Problem requirements >> For the records that follow, please set down exactly the lines between the one holding "Some(normalized)" and the one holding "self.cache.invalidate(&keys::appointments());", inclusive, and only those.

Data >>

····················

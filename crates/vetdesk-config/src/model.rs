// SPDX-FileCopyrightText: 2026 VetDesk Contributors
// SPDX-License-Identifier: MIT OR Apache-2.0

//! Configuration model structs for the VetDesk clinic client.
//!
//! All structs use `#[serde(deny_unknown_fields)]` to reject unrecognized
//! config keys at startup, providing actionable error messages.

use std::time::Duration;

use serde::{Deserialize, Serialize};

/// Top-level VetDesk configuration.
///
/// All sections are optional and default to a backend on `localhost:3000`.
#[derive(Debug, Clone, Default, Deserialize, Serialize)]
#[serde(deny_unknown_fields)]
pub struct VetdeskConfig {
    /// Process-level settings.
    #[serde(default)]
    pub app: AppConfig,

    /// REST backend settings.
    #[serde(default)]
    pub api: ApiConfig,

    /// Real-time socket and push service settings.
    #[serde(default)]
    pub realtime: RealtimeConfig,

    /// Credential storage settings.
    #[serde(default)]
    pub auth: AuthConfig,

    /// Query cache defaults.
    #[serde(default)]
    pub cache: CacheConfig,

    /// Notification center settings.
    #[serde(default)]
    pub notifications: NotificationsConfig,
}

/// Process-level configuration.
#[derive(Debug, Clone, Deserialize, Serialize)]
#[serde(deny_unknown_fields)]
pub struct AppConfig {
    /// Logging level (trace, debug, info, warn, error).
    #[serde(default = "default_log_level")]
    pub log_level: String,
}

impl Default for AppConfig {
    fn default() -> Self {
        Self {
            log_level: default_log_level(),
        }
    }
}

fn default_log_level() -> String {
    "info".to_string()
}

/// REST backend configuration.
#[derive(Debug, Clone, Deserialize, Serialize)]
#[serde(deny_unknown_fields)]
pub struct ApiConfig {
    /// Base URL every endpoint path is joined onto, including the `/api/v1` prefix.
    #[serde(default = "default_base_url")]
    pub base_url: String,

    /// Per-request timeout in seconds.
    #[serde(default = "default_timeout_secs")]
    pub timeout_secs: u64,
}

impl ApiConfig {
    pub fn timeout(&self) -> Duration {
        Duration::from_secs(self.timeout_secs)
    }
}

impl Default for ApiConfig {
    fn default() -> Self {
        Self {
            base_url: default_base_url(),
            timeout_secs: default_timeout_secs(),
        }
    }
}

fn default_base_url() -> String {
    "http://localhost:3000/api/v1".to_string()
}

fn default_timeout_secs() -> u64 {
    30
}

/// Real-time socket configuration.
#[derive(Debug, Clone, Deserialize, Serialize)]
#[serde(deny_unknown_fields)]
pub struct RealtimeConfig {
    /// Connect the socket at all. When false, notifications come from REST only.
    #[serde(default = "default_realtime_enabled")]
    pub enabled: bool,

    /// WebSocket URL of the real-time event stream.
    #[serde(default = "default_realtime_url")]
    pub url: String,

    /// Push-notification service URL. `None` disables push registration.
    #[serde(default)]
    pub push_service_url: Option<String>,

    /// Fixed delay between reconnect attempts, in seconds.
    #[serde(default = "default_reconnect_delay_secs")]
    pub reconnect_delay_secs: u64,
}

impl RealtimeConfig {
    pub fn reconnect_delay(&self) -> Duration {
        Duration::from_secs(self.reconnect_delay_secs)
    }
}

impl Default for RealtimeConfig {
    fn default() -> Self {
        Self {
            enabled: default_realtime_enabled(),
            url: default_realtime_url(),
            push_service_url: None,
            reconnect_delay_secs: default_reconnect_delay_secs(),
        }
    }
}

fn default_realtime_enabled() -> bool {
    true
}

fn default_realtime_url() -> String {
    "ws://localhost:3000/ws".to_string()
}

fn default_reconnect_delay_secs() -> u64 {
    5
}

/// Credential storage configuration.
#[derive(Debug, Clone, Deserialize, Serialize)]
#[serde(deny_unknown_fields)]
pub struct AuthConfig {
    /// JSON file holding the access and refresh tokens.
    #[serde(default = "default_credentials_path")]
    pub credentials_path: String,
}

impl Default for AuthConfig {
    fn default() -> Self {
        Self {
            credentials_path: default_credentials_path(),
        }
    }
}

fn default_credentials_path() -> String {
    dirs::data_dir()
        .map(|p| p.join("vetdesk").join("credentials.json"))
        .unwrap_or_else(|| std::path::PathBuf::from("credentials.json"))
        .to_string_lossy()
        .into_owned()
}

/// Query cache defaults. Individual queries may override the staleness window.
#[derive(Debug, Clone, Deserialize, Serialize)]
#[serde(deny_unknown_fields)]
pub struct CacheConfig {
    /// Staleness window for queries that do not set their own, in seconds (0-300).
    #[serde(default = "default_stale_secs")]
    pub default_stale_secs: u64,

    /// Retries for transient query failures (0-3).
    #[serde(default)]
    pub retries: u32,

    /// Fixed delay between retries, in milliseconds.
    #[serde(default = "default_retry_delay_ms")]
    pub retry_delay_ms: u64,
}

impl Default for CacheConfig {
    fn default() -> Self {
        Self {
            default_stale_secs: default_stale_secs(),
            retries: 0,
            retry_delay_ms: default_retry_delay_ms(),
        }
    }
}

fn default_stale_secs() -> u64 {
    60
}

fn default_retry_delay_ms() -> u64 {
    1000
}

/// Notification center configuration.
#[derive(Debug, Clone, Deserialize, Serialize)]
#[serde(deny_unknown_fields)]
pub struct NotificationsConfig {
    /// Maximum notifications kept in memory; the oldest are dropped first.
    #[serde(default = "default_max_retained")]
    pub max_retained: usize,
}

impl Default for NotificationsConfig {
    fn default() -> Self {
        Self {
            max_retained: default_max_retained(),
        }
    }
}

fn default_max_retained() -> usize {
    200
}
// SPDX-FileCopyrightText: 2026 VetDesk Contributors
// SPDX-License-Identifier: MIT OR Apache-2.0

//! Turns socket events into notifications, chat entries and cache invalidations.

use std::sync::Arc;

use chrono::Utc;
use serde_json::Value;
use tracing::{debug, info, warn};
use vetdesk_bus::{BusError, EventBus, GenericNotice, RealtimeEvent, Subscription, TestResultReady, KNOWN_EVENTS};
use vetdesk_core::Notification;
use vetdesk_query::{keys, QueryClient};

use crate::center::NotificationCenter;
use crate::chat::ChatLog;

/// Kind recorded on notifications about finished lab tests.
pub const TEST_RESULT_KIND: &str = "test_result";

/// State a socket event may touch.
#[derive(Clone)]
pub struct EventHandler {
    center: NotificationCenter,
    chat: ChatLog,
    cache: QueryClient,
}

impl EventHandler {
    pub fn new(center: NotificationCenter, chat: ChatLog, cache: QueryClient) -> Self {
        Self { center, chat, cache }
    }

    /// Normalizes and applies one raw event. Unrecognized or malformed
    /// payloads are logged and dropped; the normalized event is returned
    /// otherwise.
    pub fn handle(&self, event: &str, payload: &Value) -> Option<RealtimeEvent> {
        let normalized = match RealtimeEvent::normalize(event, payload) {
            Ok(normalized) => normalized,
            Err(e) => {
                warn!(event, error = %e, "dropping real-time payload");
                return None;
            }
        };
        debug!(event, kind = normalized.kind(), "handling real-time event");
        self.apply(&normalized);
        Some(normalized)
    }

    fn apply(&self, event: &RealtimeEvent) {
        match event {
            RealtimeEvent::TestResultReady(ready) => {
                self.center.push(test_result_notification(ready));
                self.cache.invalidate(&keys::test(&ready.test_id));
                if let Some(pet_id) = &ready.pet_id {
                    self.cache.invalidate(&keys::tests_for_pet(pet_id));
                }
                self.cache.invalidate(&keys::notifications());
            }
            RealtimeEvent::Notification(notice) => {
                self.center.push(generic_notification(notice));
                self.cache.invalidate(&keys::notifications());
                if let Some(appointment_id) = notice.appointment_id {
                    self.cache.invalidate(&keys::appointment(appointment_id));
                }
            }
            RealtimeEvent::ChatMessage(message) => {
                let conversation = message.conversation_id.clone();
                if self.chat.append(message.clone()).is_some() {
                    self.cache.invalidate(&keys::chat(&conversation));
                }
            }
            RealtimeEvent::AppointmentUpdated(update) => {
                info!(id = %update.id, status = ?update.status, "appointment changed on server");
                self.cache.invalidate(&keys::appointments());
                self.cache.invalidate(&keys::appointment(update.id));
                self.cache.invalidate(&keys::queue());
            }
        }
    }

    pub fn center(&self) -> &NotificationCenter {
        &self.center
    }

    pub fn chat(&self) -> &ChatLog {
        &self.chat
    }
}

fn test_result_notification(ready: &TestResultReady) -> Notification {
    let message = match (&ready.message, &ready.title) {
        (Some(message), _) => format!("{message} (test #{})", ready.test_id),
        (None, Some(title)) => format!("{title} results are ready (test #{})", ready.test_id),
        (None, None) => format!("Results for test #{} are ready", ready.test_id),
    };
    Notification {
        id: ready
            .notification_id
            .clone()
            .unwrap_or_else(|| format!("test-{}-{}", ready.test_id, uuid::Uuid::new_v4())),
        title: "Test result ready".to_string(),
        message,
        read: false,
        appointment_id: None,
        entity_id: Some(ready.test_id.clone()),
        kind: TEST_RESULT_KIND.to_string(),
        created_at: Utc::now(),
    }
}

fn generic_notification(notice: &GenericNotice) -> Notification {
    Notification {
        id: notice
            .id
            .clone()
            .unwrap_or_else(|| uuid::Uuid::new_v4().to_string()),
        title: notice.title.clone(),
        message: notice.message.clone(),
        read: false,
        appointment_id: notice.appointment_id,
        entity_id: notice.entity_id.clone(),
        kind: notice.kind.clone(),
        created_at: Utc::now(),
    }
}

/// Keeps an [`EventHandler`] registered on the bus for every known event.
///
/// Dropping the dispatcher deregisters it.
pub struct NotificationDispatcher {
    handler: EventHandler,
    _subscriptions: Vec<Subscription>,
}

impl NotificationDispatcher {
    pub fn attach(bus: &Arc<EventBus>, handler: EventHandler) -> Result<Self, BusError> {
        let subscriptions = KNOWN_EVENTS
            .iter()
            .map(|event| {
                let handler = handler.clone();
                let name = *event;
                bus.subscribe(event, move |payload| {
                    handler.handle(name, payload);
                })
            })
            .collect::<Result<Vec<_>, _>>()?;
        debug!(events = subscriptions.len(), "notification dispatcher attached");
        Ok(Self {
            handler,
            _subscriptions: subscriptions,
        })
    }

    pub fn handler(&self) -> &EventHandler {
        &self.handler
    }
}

····················

Solution to this problem >>
        Some(normalized)
    }

    fn apply(&self, event: &RealtimeEvent) {
        match event {
            RealtimeEvent::TestResultReady(ready) => {
                self.center.push(test_result_notification(ready));
                self.cache.invalidate(&keys::test(&ready.test_id));
                if let Some(pet_id) = &ready.pet_id {
                    self.cache.invalidate(&keys::tests_for_pet(pet_id));
                }
                self.cache.invalidate(&keys::notifications());
            }
            RealtimeEvent::Notification(notice) => {
                self.center.push(generic_notification(notice));
                self.cache.invalidate(&keys::notifications());
                if let Some(appointment_id) = notice.appointment_id {
                    self.cache.invalidate(&keys::appointment(appointment_id));
                }
            }
            RealtimeEvent::ChatMessage(message) => {
                let conversation = message.conversation_id.clone();
                if self.chat.append(message.clone()).is_some() {
                    self.cache.invalidate(&keys::chat(&conversation));
                }
            }
            RealtimeEvent::AppointmentUpdated(update) => {
                info!(id = %update.id, status = ?update.status, "appointment changed on server");
                self.cache.invalidate(&keys::appointments());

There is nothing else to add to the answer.